Life

9 Ways To Respect Your Child & Make Your Relationship Stronger

by Autumn Jones

Growing up, most parents were more concerned with protecting, clothing, and feeding their children rather than making sure they were treating their kids with respect and building up their self-esteem. My mother reprimanded me on the spot if I acted up — and it usually wasn’t pretty. She went through my things because she believed she had access to my belongings without my permission, because she was the parent. So I made a decision as a child that I would always strive to respect my children and not pull rank as an excuse.

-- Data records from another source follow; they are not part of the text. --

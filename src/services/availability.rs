//! Availability service
//!
//! Professors declare windows; students browse the ones still open.
//!
//! A window is "open" when no scheduled appointment references it. That is
//! never stored on the window: `open_slots` recomputes it from the declared
//! windows and the booked window ids on every call, so a cancelled booking
//! makes its window reappear without any write to `availability`.

use crate::db::repositories::{AppointmentRepository, AvailabilityRepository, UserRepository};
use crate::models::{AvailabilityWindow, OpenSlot, ProfessorSlots, ProfessorSummary, TimeWindow};
use anyhow::Context;
use std::collections::HashSet;
use std::sync::Arc;

/// Error types for availability operations
#[derive(Debug, thiserror::Error)]
pub enum AvailabilityError {
    #[error("Invalid input: {0}")]
    InvalidInput(String),

    #[error("Not found: {0}")]
    NotFound(String),

    #[error("Conflict: {0}")]
    Conflict(String),

    #[error("Internal error: {0}")]
    Internal(#[from] anyhow::Error),
}

pub struct AvailabilityService {
    availability_repo: Arc<dyn AvailabilityRepository>,
    appointment_repo: Arc<dyn AppointmentRepository>,
    user_repo: Arc<dyn UserRepository>,
}

impl AvailabilityService {
    pub fn new(
        availability_repo: Arc<dyn AvailabilityRepository>,
        appointment_repo: Arc<dyn AppointmentRepository>,
        user_repo: Arc<dyn UserRepository>,
    ) -> Self {
        Self {
            availability_repo,
            appointment_repo,
            user_repo,
        }
    }

    /// Declare a batch of windows for a professor.
    ///
    /// Windows are processed in order. A window the professor already has
    /// (same start and end) is skipped and left out of the result, including
    /// a repeat inside the same batch.
    ///
    /// # Errors
    ///
    /// `InvalidInput` for the first window whose end is not after its start.
    /// Windows earlier in the batch have already been stored at that point
    /// and stay stored.
    pub async fn declare(
        &self,
        professor_id: i64,
        windows: &[TimeWindow],
    ) -> Result<Vec<AvailabilityWindow>, AvailabilityError> {
        let mut created = Vec::with_capacity(windows.len());

        for (index, window) in windows.iter().enumerate() {
            if !window.is_well_formed() {
                return Err(AvailabilityError::InvalidInput(format!(
                    "Invalid time slot at index {}: end_time must be after start_time",
                    index
                )));
            }

            match self
                .availability_repo
                .create(professor_id, window)
                .await
                .context("Failed to store availability window")?
            {
                Some(stored) => created.push(stored),
                None => tracing::debug!(
                    professor_id,
                    start = %window.start_time,
                    end = %window.end_time,
                    "Skipping duplicate availability window"
                ),
            }
        }

        tracing::info!(
            professor_id,
            requested = windows.len(),
            created = created.len(),
            "Availability declared"
        );
        Ok(created)
    }

    /// All windows the professor has declared, in creation order
    pub async fn list_owned(
        &self,
        professor_id: i64,
    ) -> Result<Vec<AvailabilityWindow>, AvailabilityError> {
        Ok(self
            .availability_repo
            .list_by_professor(professor_id)
            .await
            .context("Failed to list availability windows")?)
    }

    /// Resolve a bookable window by id
    pub async fn lookup(&self, window_id: i64) -> Result<AvailabilityWindow, AvailabilityError> {
        self.availability_repo
            .get_by_id(window_id)
            .await
            .context("Failed to get availability window")?
            .ok_or_else(|| {
                AvailabilityError::NotFound("Time slot not found or unavailable".to_string())
            })
    }

    /// Declared windows of a professor minus the ones currently booked,
    /// ascending by start time
    pub async fn open_slots(&self, professor_id: i64) -> Result<Vec<OpenSlot>, AvailabilityError> {
        let windows = self.list_owned(professor_id).await?;
        let booked = self
            .appointment_repo
            .booked_window_ids(professor_id)
            .await
            .context("Failed to list booked windows")?;

        Ok(project_open_slots(windows, &booked))
    }

    /// A professor's identity plus their open slots.
    ///
    /// # Errors
    ///
    /// `NotFound` if the id is unknown or is not a professor.
    pub async fn professor_slots(
        &self,
        professor_id: i64,
    ) -> Result<ProfessorSlots, AvailabilityError> {
        let professor = self
            .user_repo
            .get_by_id(professor_id)
            .await
            .context("Failed to get professor")?
            .filter(|user| user.is_professor())
            .ok_or_else(|| AvailabilityError::NotFound("Professor not found".to_string()))?;

        let available_slots = self.open_slots(professor.id).await?;

        Ok(ProfessorSlots {
            professor: ProfessorSummary {
                id: professor.id,
                username: professor.username,
            },
            available_slots,
        })
    }
}

/// Drop booked windows and order the rest by start time.
///
/// `windows` is expected in creation order; the sort is stable so equal
/// start times keep that order.
pub fn project_open_slots(windows: Vec<AvailabilityWindow>, booked: &HashSet<i64>) -> Vec<OpenSlot> {
    let mut open: Vec<OpenSlot> = windows
        .into_iter()
        .filter(|w| !booked.contains(&w.id))
        .map(OpenSlot::from)
        .collect();
    open.sort_by_key(|slot| slot.start_time);
    open
}

#[cfg(test)]
mod tests {
    use super::*;
    use crate::db::repositories::test_support::{seed_user, setup_pool, window_at};
    use crate::db::repositories::{
        SqlxAppointmentRepository, SqlxAvailabilityRepository, SqlxUserRepository,
    };
    use crate::db::DynDatabasePool;
    use crate::models::UserRole;

    struct Fixture {
        pool: DynDatabasePool,
        service: AvailabilityService,
        appointments: Arc<dyn AppointmentRepository>,
        prof: i64,
        student: i64,
    }

    async fn fixture() -> Fixture {
        let pool = setup_pool().await;
        let prof = seed_user(&pool, "turing", UserRole::Professor).await;
        let student = seed_user(&pool, "alice", UserRole::Student).await;
        let appointments = SqlxAppointmentRepository::boxed(pool.clone());
        let service = AvailabilityService::new(
            SqlxAvailabilityRepository::boxed(pool.clone()),
            appointments.clone(),
            SqlxUserRepository::boxed(pool.clone()),
        );
        Fixture {
            pool,
            service,
            appointments,
            prof,
            student,
        }
    }

    #[tokio::test]
    async fn test_declare_skips_duplicates() {
        let f = fixture().await;

        let first = f
            .service
            .declare(f.prof, &[window_at(10, 11), window_at(11, 12)])
            .await
            .expect("Failed to declare");
        assert_eq!(first.len(), 2);

        // One repeat of an earlier window, one repeat inside the batch, one new
        let second = f
            .service
            .declare(f.prof, &[window_at(10, 11), window_at(13, 14), window_at(13, 14)])
            .await
            .expect("Failed to declare");
        assert_eq!(second.len(), 1);
        assert_eq!(second[0].start_time, window_at(13, 14).start_time);

        assert_eq!(f.service.list_owned(f.prof).await.unwrap().len(), 3);
    }

    #[tokio::test]
    async fn test_declare_empty_batch() {
        let f = fixture().await;
        assert!(f.service.declare(f.prof, &[]).await.unwrap().is_empty());
    }

    #[tokio::test]
    async fn test_declare_malformed_window_keeps_earlier_inserts() {
        let f = fixture().await;
        let backwards = TimeWindow::new(window_at(12, 13).end_time, window_at(12, 13).start_time);

        let result = f
            .service
            .declare(f.prof, &[window_at(9, 10), backwards, window_at(15, 16)])
            .await;

        match result {
            Err(AvailabilityError::InvalidInput(msg)) => assert!(msg.contains("index 1")),
            other => panic!("Expected InvalidInput, got {:?}", other),
        }

        let owned = f.service.list_owned(f.prof).await.unwrap();
        assert_eq!(owned.len(), 1, "Only the window before the bad one is stored");
        assert_eq!(owned[0].start_time, window_at(9, 10).start_time);
    }

    #[tokio::test]
    async fn test_lookup() {
        let f = fixture().await;
        let created = f.service.declare(f.prof, &[window_at(10, 11)]).await.unwrap();

        let found = f.service.lookup(created[0].id).await.unwrap();
        assert_eq!(found.professor_id, f.prof);

        assert!(matches!(
            f.service.lookup(9999).await,
            Err(AvailabilityError::NotFound(_))
        ));
    }

    #[tokio::test]
    async fn test_open_slots_sorted_and_subtracted() {
        let f = fixture().await;
        let windows = f
            .service
            .declare(f.prof, &[window_at(14, 15), window_at(9, 10), window_at(11, 12)])
            .await
            .unwrap();

        let slots = f.service.open_slots(f.prof).await.unwrap();
        let starts: Vec<_> = slots.iter().map(|s| s.start_time).collect();
        assert_eq!(
            starts,
            vec![
                window_at(9, 10).start_time,
                window_at(11, 12).start_time,
                window_at(14, 15).start_time
            ]
        );

        // Book the 9:00 window; it drops out until the booking is cancelled
        let nine = windows[1].id;
        let appt = f
            .appointments
            .create_if_unclaimed(f.student, f.prof, nine)
            .await
            .unwrap()
            .unwrap();

        let slots = f.service.open_slots(f.prof).await.unwrap();
        assert_eq!(slots.len(), 2);
        assert!(slots.iter().all(|s| s.id != nine));

        f.appointments.cancel(appt.id, f.prof).await.unwrap();
        let slots = f.service.open_slots(f.prof).await.unwrap();
        assert_eq!(slots.first().map(|s| s.id), Some(nine));
    }

    #[tokio::test]
    async fn test_open_slots_equal_start_keeps_creation_order() {
        let f = fixture().await;
        let created = f
            .service
            .declare(f.prof, &[window_at(10, 12), window_at(10, 11)])
            .await
            .unwrap();

        let ids: Vec<i64> = f.service.open_slots(f.prof).await.unwrap().iter().map(|s| s.id).collect();
        assert_eq!(ids, vec![created[0].id, created[1].id]);
    }

    #[tokio::test]
    async fn test_professor_slots() {
        let f = fixture().await;
        f.service.declare(f.prof, &[window_at(10, 11)]).await.unwrap();

        let view = f.service.professor_slots(f.prof).await.unwrap();
        assert_eq!(view.professor.username, "turing");
        assert_eq!(view.available_slots.len(), 1);

        for id in [f.student, 9999] {
            assert!(matches!(
                f.service.professor_slots(id).await,
                Err(AvailabilityError::NotFound(_))
            ));
        }

        // A professor with no windows gets an empty list
        let other = seed_user(&f.pool, "hopper", UserRole::Professor).await;
        assert!(f.service.open_slots(other).await.unwrap().is_empty());
    }
}

#[cfg(test)]
mod property_tests {
    use super::*;
    use chrono::{Duration, TimeZone, Utc};
    use proptest::prelude::*;

    fn windows_from(starts: &[i64]) -> Vec<AvailabilityWindow> {
        let base = Utc.with_ymd_and_hms(2030, 1, 1, 0, 0, 0).unwrap();
        starts
            .iter()
            .enumerate()
            .map(|(i, offset)| AvailabilityWindow {
                id: i as i64 + 1,
                professor_id: 1,
                start_time: base + Duration::minutes(*offset),
                end_time: base + Duration::minutes(*offset + 30),
                is_available: true,
                created_at: base,
            })
            .collect()
    }

    proptest! {
        #![proptest_config(ProptestConfig::with_cases(128))]

        /// Open slots are exactly the unbooked windows
        #[test]
        fn open_slots_are_declared_minus_booked(
            starts in prop::collection::vec(0i64..600, 0..30),
            booked_mask in prop::collection::vec(any::<bool>(), 30),
        ) {
            let windows = windows_from(&starts);
            let booked: HashSet<i64> = windows
                .iter()
                .zip(&booked_mask)
                .filter(|(_, b)| **b)
                .map(|(w, _)| w.id)
                .collect();

            let open = project_open_slots(windows.clone(), &booked);

            let open_ids: HashSet<i64> = open.iter().map(|s| s.id).collect();
            let expected: HashSet<i64> = windows
                .iter()
                .map(|w| w.id)
                .filter(|id| !booked.contains(id))
                .collect();
            prop_assert_eq!(open_ids, expected);
            prop_assert_eq!(open.len(), windows.len() - booked.len());
        }

        /// Output is sorted by start time, ties broken by creation (id) order
        #[test]
        fn open_slots_are_stably_sorted(starts in prop::collection::vec(0i64..20, 0..30)) {
            let open = project_open_slots(windows_from(&starts), &HashSet::new());

            for pair in open.windows(2) {
                prop_assert!(
                    (pair[0].start_time, pair[0].id) < (pair[1].start_time, pair[1].id)
                );
            }
        }
    }
}
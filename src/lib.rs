//! Office Hours - appointment scheduling backend
//!
//! Professors publish availability windows, students book them, professors
//! cancel them. A window carries at most one scheduled appointment at a time;
//! the database enforces that, not the request handlers.

pub mod api;
pub mod config;
pub mod db;
pub mod models;
pub mod services;
//! Database layer
//!
//! Storage for users, sessions, availability windows and appointments.
//! Two backends are supported:
//! - SQLite (default, single-file deployment; `:memory:` for tests)
//! - MySQL
//!
//! The driver is selected from configuration and hidden behind the
//! `DatabasePool` trait. Repositories reach the concrete pool through
//! `as_sqlite()` / `as_mysql()`.
//!
//! # Usage
//!
//! ```ignore
//! use officehours::config::DatabaseConfig;
//! use officehours::db::{create_pool, migrations};
//!
//! let pool = create_pool(&DatabaseConfig::default()).await?;
//! migrations::run_migrations(&pool).await?;
//! pool.ping().await?;
//! ```

pub mod migrations;
pub mod pool;
pub mod repositories;

pub use pool::{
    create_pool, create_test_pool, DatabasePool, DynDatabasePool, MysqlDatabase, SqliteDatabase,
};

Now that I am an adult, I can see why my mother did the things she did when I was a kid. She was just doing the best she could, with what she had. The tools in her toolbox were most likely the ones her mother had passed down and she was coming from a loving place. It's not like today, where you can jump online and find hundreds of articles on parenting topics in under 30 seconds. Now, if we have a style of parenting we are considering, we can loose ourself in the mass of information. Which can be helpful when you have goals for your family life and they way you choose to interact.

Since I aim to keep a respectful relationship between my children and myself, I have found the plethora of information on this topic to be my north star of mothering. If you feel this style is a good fit for you, start with these nine ways to respect you child and see how it makes your relationship stronger.

1

Be An Active Listener

We all want to be heard when we have something important to say, no matter our age. When your child has something they want to share with you, try to listen without judgement. According to the Center For Parenting Education, active listening builds trust and support between parent and child, and opens the door to more in-depth communicating.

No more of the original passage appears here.